Romania is “one of the sites” in contention, three unnamed officials familiar with the discussions around providing advanced jets to Ukraine told Politico.
Ukraine has long petitioned its international allies for Western-made jets, and F-16s quickly emerged as the most likely choice.
F-16s would be a significant step-up in capabilities for Ukraine, which currently flies aging, Soviet-era aircraft. A serving pilot in the Polish air force told Newsweek the F-16s and the MiG-29 jets Ukraine still uses are in “different leagues.”
However, Western allies have been reluctant to commit to sending the planes. Several countries joined a “fighter jet coalition,” but progress on an agreement to deliver jets to Ukraine has proved slow.
The U.S. previously signaled it would support the training of Ukrainian pilots on F-16s, and that it wouldn’t block the third-party transfer of the American-made F-16s to Ukraine.
Bucharest didn’t confirm or deny that Romania was being evaluated as a host country for training, Politico reported. However, its defense ministry said it “welcomes the initiative to establish a coalition of NATO Allies to provide training of pilots for F-16s.”
“We reiterate that Romania is working closely with its NATO allies, EU partners, its strategic partners and the leadership of Ukraine to ensure that the Ukrainian nation has the ability to withstand and effectively resist the illegal Russian aggression and occupation of the Ukrainian sovereign territory,” Romania’s defense ministry told the publication.
Earlier this week, the chief executive of U.S. defense manufacturer Lockheed Martin said the company was “standing by” to provide training for Ukrainian pilots on F-16s if the aircraft are sent to Ukraine.

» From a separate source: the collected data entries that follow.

use std::path::Path;

use anyhow::Result;
use rsa::pkcs1::EncodeRsaPublicKey;
use rsa::pkcs8::{EncodePublicKey, LineEnding};
use rsa::RsaPublicKey;
use sha2::{Digest, Sha256};

use crate::tpm::PcrAlgorithm;

/// RSA signer for the PCR policy records.
///
/// Implementations only need to expose the RSA public key and produce
/// PKCS#1 v1.5 signatures; fingerprint and PEM encodings derive from the
/// public key. The key must be RSA, which implementations enforce at
/// construction.
pub trait PcrSigner {
    /// The public half of the signing key.
    fn public_rsa_key(&self) -> &RsaPublicKey;

    /// PKCS#1 v1.5 signature over `message`, hashed under the bank
    /// algorithm. Banks other than SHA-256 still sign the 32-byte policy
    /// digest, re-hashed under their own algorithm, which is what
    /// systemd-stub verifies against at boot.
    fn sign(&self, message: &[u8], alg: PcrAlgorithm) -> Result<Vec<u8>>;

    /// SHA-256 fingerprint of the PKCS#1 DER encoding of the public key,
    /// the `pkfp` field of a policy record.
    fn public_key_fingerprint(&self) -> Result<[u8; 32]> {
        let der = self.public_rsa_key().to_pkcs1_der()?;
        Ok(Sha256::digest(der.as_bytes()).into())
    }

    /// SubjectPublicKeyInfo PEM of the public key, the contents of the
    /// `.pcrpkey` section.
    fn public_key_pem(&self) -> Result<String> {
        Ok(self.public_rsa_key().to_public_key_pem(LineEnding::LF)?)
    }
}

/// Authenticode signer for PE binaries.
pub trait PeSigner {
    /// Sign `input` and write the signed binary to `output`. An input that
    /// already carries a valid signature is copied verbatim.
    fn sign(&self, input: &Path, output: &Path) -> Result<()>;
}

pub mod local;
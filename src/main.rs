use clap::Parser;

use ukify::cli::Cli;

fn main() {
    Cli::parse().call(module_path!())
}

Lockheed is wiling to “backfill need as it arises with new F-16 builds,” and to carry out “any modifications to F-16s as well as training, equipment and systems,” Frank St. John told The Financial Times in an article published on Monday.
“I am very confident that Ukrainian pilots are going to master the F-16 and be able to use it very effectively in short order,” St. John added.

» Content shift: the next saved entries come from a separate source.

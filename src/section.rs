use std::collections::BTreeMap;
use std::fmt;
use std::path::PathBuf;

/// Well-known section names of a unified kernel image.
#[derive(Debug, Clone, Copy, PartialEq, Eq, PartialOrd, Ord, Hash)]
pub enum SectionName {
    Linux,
    OsRel,
    Cmdline,
    Initrd,
    Splash,
    Dtb,
    Uname,
    Sbat,
    PcrPKey,
    PcrSig,
}

impl SectionName {
    /// The order in which systemd-stub measures sections into the PCR.
    /// DO NOT REARRANGE.
    pub const MEASUREMENT_ORDER: [SectionName; 9] = [
        SectionName::Linux,
        SectionName::OsRel,
        SectionName::Cmdline,
        SectionName::Initrd,
        SectionName::Splash,
        SectionName::Dtb,
        SectionName::Uname,
        SectionName::Sbat,
        SectionName::PcrPKey,
    ];

    pub fn as_str(self) -> &'static str {
        match self {
            SectionName::Linux => ".linux",
            SectionName::OsRel => ".osrel",
            SectionName::Cmdline => ".cmdline",
            SectionName::Initrd => ".initrd",
            SectionName::Splash => ".splash",
            SectionName::Dtb => ".dtb",
            SectionName::Uname => ".uname",
            SectionName::Sbat => ".sbat",
            SectionName::PcrPKey => ".pcrpkey",
            SectionName::PcrSig => ".pcrsig",
        }
    }
}

impl fmt::Display for SectionName {
    fn fmt(&self, f: &mut fmt::Formatter) -> fmt::Result {
        f.write_str(self.as_str())
    }
}

/// A planned section of the output UKI.
#[derive(Debug, Clone)]
pub struct UkiSection {
    pub name: SectionName,
    /// Path to the contents of the section.
    pub path: PathBuf,
    /// Should the section be measured into the TPM?
    pub measure: bool,
    /// Should the section be appended, or is it already in the PE file?
    pub append: bool,
    /// Size and VMA, filled in by the assembler.
    pub size: u64,
    pub vma: u64,
}

impl UkiSection {
    pub fn new(name: SectionName, path: impl Into<PathBuf>) -> Self {
        Self {
            name,
            path: path.into(),
            measure: true,
            append: true,
            size: 0,
            vma: 0,
        }
    }

    /// The section is already present in the stub and only participates in
    /// measurement.
    pub fn measure_only(mut self) -> Self {
        self.append = false;
        self
    }

    /// The section is appended to the output without being measured.
    pub fn append_only(mut self) -> Self {
        self.measure = false;
        self
    }
}

/// Map of measured sections to their backing files.
pub type SectionsData = BTreeMap<SectionName, PathBuf>;

/// Collect the measured sections of a plan.
pub fn sections_data(sections: &[UkiSection]) -> SectionsData {
    sections
        .iter()
        .filter(|s| s.measure)
        .map(|s| (s.name, s.path.clone()))
        .collect()
}

#[cfg(test)]
mod tests {
    use super::*;

    #[test]
    fn sections_data_keeps_only_measured_sections() {
        let sections = vec![
            UkiSection::new(SectionName::Cmdline, "/tmp/cmdline"),
            UkiSection::new(SectionName::Sbat, "/tmp/sbat").measure_only(),
            UkiSection::new(SectionName::PcrSig, "/tmp/pcrpsig").append_only(),
        ];

        let data = sections_data(&sections);
        assert_eq!(data.len(), 2);
        assert!(data.contains_key(&SectionName::Cmdline));
        assert!(data.contains_key(&SectionName::Sbat));
        assert!(!data.contains_key(&SectionName::PcrSig));
    }
}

The training of Ukrainian personnel on F-16s is now underway, NATO Secretary-General Jens Stoltenberg said earlier this month.

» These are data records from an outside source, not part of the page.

use std::fs;
use std::path::Path;

use anyhow::{bail, Context, Result};
use goblin::pe::header::{SIZEOF_COFF_HEADER, SIZEOF_PE_MAGIC};
use goblin::pe::section_table::{IMAGE_SCN_CNT_INITIALIZED_DATA, IMAGE_SCN_MEM_READ};
use goblin::pe::PE;

use crate::section::UkiSection;

/// Size of one section table entry.
const SECTION_HEADER_SIZE: usize = 40;
/// Offset of SizeOfImage into the optional header, identical for PE32 and
/// PE32+.
const SIZE_OF_IMAGE_OFFSET: usize = 56;
/// Offset of CheckSum into the optional header, identical for PE32 and
/// PE32+.
const CHECKSUM_OFFSET: usize = 64;

/// Read the data from a section of a PE binary.
///
/// The binary is supplied as a `u8` slice.
pub fn read_section_data<'a>(file_data: &'a [u8], section_name: &str) -> Option<&'a [u8]> {
    let pe_binary = PE::parse(file_data).ok()?;

    pe_binary
        .sections
        .iter()
        .find(|s| s.name().map(|n| n == section_name).unwrap_or(false))
        .and_then(|s| {
            let section_start: usize = s.pointer_to_raw_data.try_into().ok()?;
            let section_len: usize = s.virtual_size.min(s.size_of_raw_data).try_into().ok()?;
            file_data.get(section_start..section_start + section_len)
        })
}

/// Extract the SBAT revocation metadata embedded in the stub.
pub fn get_sbat(stub: &Path) -> Result<Vec<u8>> {
    let data = fs::read(stub).with_context(|| format!("Failed to read stub {stub:?}"))?;
    let sbat = read_section_data(&data, ".sbat")
        .with_context(|| format!("PE section '.sbat' is missing or empty: {stub:?}"))?;
    Ok(sbat.to_vec())
}

/// Header facts the assembler needs, lifted out of the parsed PE so the
/// borrow on the file bytes can be dropped before we mutate them.
struct Layout {
    coff_offset: usize,
    opt_offset: usize,
    section_table_offset: usize,
    number_of_sections: usize,
    section_alignment: u64,
    file_alignment: u64,
    size_of_headers: usize,
    next_vma: u64,
}

fn layout(data: &[u8]) -> Result<Layout> {
    let pe = PE::parse(data).context("Failed to parse stub PE")?;
    let opt = pe
        .header
        .optional_header
        .context("Stub PE has no optional header")?;

    let coff_offset = pe.header.dos_header.pe_pointer as usize + SIZEOF_PE_MAGIC;
    let opt_offset = coff_offset + SIZEOF_COFF_HEADER;
    let section_table_offset =
        opt_offset + pe.header.coff_header.size_of_optional_header as usize;

    let section_alignment = u64::from(opt.windows_fields.section_alignment);
    let file_alignment = u64::from(opt.windows_fields.file_alignment);
    if section_alignment == 0 || file_alignment == 0 {
        bail!("Stub PE has zero section or file alignment");
    }

    let image_end = pe
        .sections
        .iter()
        .map(|s| u64::from(s.virtual_address) + u64::from(s.virtual_size))
        .max()
        .unwrap_or(section_alignment);

    Ok(Layout {
        coff_offset,
        opt_offset,
        section_table_offset,
        number_of_sections: pe.header.coff_header.number_of_sections as usize,
        section_alignment,
        file_alignment,
        size_of_headers: opt.windows_fields.size_of_headers as usize,
        next_vma: align_up(image_end, section_alignment),
    })
}

fn align_up(value: u64, alignment: u64) -> u64 {
    (value + alignment - 1) / alignment * alignment
}

/// Append the planned sections onto the stub and write the resulting
/// (unsigned) UKI to `output`.
///
/// Each appended section gets the next virtual address past the stub's
/// image end, rounded up to SectionAlignment; its raw data is appended at a
/// FileAlignment boundary. NumberOfSections, SizeOfImage, the section table
/// and the header checksum are fixed up to match. Sections with
/// `append == false` are left alone; their size/vma stay zero.
pub fn append_sections(stub: &Path, sections: &mut [UkiSection], output: &Path) -> Result<()> {
    let mut image = fs::read(stub).with_context(|| format!("Failed to read stub {stub:?}"))?;
    let layout = layout(&image)?;

    let appended = sections.iter().filter(|s| s.append).count();
    let table_end = layout.section_table_offset
        + (layout.number_of_sections + appended) * SECTION_HEADER_SIZE;
    if table_end > layout.size_of_headers {
        bail!("No room left in the PE header for {appended} extra sections");
    }

    let mut next_vma = layout.next_vma;
    let mut header_cursor =
        layout.section_table_offset + layout.number_of_sections * SECTION_HEADER_SIZE;

    for section in sections.iter_mut().filter(|s| s.append) {
        let contents = fs::read(&section.path).with_context(|| {
            format!("Failed to read section {} from {:?}", section.name, section.path)
        })?;

        let vma = u32::try_from(next_vma)
            .with_context(|| format!("Virtual address overflow appending {}", section.name))?;
        let virtual_size = u32::try_from(contents.len())
            .with_context(|| format!("Section {} is too large", section.name))?;
        let raw_offset = u32::try_from(align_up(image.len() as u64, layout.file_alignment))
            .with_context(|| format!("File offset overflow appending {}", section.name))?;
        let raw_size = u32::try_from(align_up(contents.len() as u64, layout.file_alignment))
            .with_context(|| format!("Section {} is too large", section.name))?;

        image.resize(raw_offset as usize, 0);
        image.extend_from_slice(&contents);
        image.resize(raw_offset as usize + raw_size as usize, 0);

        let name = section.name.as_str().as_bytes();
        if name.len() > 8 {
            bail!("Section name {} does not fit the PE name field", section.name);
        }

        let mut header = [0u8; SECTION_HEADER_SIZE];
        header[..name.len()].copy_from_slice(name);
        header[8..12].copy_from_slice(&virtual_size.to_le_bytes());
        header[12..16].copy_from_slice(&vma.to_le_bytes());
        header[16..20].copy_from_slice(&raw_size.to_le_bytes());
        header[20..24].copy_from_slice(&raw_offset.to_le_bytes());
        header[36..40]
            .copy_from_slice(&(IMAGE_SCN_CNT_INITIALIZED_DATA | IMAGE_SCN_MEM_READ).to_le_bytes());
        image[header_cursor..header_cursor + SECTION_HEADER_SIZE].copy_from_slice(&header);
        header_cursor += SECTION_HEADER_SIZE;

        section.size = contents.len() as u64;
        section.vma = u64::from(vma);
        log::debug!(
            "Appended section {} at vma {vma:#x} ({} bytes)",
            section.name,
            contents.len()
        );

        next_vma = align_up(
            u64::from(vma) + u64::from(virtual_size.max(1)),
            layout.section_alignment,
        );
    }

    let count = u16::try_from(layout.number_of_sections + appended)
        .context("Section count overflows the COFF header")?;
    image[layout.coff_offset + 2..layout.coff_offset + 4]
        .copy_from_slice(&count.to_le_bytes());

    let size_of_image =
        u32::try_from(next_vma).context("SizeOfImage overflow after appending sections")?;
    let off = layout.opt_offset + SIZE_OF_IMAGE_OFFSET;
    image[off..off + 4].copy_from_slice(&size_of_image.to_le_bytes());

    let checksum_offset = layout.opt_offset + CHECKSUM_OFFSET;
    let checksum = compute_checksum(&image, checksum_offset);
    image[checksum_offset..checksum_offset + 4].copy_from_slice(&checksum.to_le_bytes());

    fs::write(output, &image)
        .with_context(|| format!("Failed to write assembled UKI to {output:?}"))?;
    Ok(())
}

/// PE header checksum: a 16-bit folded sum over the whole file with the
/// CheckSum field itself excluded, plus the file length.
fn compute_checksum(data: &[u8], checksum_offset: usize) -> u32 {
    let mut sum: u32 = 0;
    let mut i = 0;

    while i + 1 < data.len() {
        if i == checksum_offset {
            i += 4;
            continue;
        }
        sum += u32::from(u16::from_le_bytes([data[i], data[i + 1]]));
        sum = (sum & 0xffff) + (sum >> 16);
        i += 2;
    }
    if i < data.len() {
        sum += u32::from(data[i]);
        sum = (sum & 0xffff) + (sum >> 16);
    }

    sum += sum >> 16;
    sum &= 0xffff;
    sum.wrapping_add(data.len() as u32)
}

This gives Western countries “the option to also decide to deliver the planes and then the pilots will be ready to fly them,” he said.
Ukraine would need around 100 Western aircraft, the majority of which should be F-16s, Ukraine’s defense minister, Oleksii Reznikov, has said. Experts previously told Newsweek that although “any F-16s will make a difference,” Ukraine would need up to 100 well-operated F-16s to have a significant impact.
Suggestions of sending F-16s have been poorly received by Russia, with Moscow’s deputy foreign minister, Alexander Grushko, saying that Western countries furnishing Ukraine with advanced fighters would carry “enormous risks.”
Newsweek is contacting the Romanian defense ministry for further comment.